WHAT THE TASK ASKS> Look through the material below and return every line that contains "four".

RECORDS TO PROCESS>
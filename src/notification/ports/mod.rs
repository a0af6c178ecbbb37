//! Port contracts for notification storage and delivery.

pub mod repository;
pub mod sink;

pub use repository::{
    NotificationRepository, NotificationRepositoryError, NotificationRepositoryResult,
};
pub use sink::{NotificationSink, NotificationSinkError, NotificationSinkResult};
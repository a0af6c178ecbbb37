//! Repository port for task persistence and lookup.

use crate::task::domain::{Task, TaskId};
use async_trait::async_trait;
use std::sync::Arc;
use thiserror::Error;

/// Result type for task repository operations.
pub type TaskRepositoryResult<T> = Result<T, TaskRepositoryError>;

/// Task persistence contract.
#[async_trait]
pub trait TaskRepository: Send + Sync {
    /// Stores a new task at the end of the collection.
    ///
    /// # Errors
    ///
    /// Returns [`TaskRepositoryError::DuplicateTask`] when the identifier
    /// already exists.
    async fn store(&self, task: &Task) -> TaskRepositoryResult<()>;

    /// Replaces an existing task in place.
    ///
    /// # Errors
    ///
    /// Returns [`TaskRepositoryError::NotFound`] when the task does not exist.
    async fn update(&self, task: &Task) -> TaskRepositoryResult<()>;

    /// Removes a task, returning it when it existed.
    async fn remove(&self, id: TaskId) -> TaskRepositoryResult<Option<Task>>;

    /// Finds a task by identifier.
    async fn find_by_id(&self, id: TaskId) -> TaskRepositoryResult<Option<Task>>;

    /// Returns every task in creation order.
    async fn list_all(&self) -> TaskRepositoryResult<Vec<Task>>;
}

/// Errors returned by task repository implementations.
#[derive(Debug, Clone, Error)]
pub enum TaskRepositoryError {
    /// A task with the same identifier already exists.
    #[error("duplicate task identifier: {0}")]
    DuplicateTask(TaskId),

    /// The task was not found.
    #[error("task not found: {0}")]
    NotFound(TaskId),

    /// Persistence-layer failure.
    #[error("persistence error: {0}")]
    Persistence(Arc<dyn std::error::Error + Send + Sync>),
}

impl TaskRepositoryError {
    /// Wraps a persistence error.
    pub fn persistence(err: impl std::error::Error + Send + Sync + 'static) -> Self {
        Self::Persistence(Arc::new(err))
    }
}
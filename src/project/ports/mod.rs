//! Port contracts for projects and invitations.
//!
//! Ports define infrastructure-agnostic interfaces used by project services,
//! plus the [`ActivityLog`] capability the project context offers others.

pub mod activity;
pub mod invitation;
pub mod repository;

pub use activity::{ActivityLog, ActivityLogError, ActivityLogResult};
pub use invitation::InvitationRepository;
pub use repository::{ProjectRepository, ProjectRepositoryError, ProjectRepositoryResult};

---

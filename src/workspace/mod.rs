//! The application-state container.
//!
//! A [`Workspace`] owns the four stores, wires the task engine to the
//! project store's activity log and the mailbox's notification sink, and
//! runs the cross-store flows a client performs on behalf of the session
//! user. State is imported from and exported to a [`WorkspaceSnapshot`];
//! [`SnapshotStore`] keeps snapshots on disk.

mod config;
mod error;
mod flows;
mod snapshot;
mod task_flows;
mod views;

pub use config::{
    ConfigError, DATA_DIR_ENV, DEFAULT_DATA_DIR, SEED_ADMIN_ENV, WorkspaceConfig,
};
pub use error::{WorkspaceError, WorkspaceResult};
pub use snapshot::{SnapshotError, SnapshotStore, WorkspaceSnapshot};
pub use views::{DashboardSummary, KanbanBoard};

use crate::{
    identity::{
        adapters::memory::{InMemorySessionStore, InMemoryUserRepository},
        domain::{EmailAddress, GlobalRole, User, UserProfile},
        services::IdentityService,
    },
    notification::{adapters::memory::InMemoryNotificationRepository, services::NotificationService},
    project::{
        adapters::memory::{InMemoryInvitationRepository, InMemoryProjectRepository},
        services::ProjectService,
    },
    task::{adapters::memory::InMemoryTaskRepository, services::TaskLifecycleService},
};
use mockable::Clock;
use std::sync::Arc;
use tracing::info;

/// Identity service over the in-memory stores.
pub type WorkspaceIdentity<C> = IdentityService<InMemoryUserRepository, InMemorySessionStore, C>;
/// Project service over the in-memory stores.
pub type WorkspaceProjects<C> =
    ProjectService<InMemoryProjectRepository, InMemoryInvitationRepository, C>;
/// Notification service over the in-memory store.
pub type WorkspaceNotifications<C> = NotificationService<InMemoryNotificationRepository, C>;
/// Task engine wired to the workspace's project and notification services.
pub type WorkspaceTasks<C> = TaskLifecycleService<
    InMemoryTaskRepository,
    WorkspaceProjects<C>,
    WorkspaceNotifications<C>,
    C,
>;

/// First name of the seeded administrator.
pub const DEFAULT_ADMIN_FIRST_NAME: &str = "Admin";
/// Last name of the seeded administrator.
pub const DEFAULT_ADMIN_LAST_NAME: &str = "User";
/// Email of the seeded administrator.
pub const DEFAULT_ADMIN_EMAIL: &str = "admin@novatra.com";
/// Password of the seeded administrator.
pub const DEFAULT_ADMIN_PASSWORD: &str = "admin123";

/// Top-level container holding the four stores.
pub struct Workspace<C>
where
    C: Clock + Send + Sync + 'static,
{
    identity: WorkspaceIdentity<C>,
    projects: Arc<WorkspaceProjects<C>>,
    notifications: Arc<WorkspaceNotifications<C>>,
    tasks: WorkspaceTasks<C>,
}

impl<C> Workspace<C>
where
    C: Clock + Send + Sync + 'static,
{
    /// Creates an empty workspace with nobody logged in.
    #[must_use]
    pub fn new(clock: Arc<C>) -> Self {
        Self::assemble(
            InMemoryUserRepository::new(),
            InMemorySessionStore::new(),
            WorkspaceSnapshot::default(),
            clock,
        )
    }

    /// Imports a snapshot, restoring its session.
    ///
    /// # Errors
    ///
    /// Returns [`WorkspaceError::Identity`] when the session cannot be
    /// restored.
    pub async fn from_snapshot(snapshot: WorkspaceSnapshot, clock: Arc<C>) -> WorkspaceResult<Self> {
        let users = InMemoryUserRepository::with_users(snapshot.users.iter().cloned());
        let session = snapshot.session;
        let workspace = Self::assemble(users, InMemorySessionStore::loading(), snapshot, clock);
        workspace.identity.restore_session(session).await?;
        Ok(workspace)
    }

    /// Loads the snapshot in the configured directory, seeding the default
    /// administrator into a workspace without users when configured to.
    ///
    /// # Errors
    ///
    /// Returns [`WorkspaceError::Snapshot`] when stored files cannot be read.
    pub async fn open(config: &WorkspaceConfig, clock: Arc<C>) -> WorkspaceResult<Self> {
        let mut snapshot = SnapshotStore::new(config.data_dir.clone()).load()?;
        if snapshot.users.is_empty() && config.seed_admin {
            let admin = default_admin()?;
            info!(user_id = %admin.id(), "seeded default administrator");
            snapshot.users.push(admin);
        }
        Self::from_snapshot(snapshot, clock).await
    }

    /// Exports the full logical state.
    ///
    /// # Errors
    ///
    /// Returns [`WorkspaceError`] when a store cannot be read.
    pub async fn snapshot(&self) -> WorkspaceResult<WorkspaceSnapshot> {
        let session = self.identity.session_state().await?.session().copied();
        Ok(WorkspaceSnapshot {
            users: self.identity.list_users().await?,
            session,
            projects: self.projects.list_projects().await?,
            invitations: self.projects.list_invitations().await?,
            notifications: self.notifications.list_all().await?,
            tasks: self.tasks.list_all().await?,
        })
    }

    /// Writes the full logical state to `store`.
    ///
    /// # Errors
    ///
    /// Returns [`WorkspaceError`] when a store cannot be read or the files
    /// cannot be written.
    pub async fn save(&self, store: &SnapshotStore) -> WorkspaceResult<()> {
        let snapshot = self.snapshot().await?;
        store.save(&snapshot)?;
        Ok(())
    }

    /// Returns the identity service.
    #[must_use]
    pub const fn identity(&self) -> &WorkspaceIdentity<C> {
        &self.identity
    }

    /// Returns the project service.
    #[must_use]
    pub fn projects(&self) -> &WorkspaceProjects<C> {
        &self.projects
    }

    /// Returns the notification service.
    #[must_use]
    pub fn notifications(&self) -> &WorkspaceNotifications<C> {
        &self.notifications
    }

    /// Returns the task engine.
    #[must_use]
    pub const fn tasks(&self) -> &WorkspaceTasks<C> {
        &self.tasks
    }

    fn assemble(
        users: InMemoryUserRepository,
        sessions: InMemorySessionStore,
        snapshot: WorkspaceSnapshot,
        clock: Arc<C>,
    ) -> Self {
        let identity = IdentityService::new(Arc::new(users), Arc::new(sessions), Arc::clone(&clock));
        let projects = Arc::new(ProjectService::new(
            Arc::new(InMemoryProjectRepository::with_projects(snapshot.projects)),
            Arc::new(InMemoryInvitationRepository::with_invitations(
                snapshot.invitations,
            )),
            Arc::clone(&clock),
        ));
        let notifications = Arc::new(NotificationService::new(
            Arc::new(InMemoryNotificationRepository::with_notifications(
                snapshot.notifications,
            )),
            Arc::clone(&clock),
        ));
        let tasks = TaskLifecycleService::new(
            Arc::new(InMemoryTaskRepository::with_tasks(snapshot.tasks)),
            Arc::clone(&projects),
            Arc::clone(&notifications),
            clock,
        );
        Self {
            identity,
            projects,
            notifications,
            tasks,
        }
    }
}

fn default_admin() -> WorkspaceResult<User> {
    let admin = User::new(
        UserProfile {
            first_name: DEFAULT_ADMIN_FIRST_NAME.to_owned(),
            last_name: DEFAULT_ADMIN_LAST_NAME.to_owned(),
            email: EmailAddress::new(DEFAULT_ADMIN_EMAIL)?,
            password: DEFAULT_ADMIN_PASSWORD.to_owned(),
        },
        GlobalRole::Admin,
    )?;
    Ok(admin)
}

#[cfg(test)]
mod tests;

REPLY TO THE EXERCISE>
//! A [`Workspace`] owns the four stores, wires the task engine to the
/// Top-level container holding the four stores.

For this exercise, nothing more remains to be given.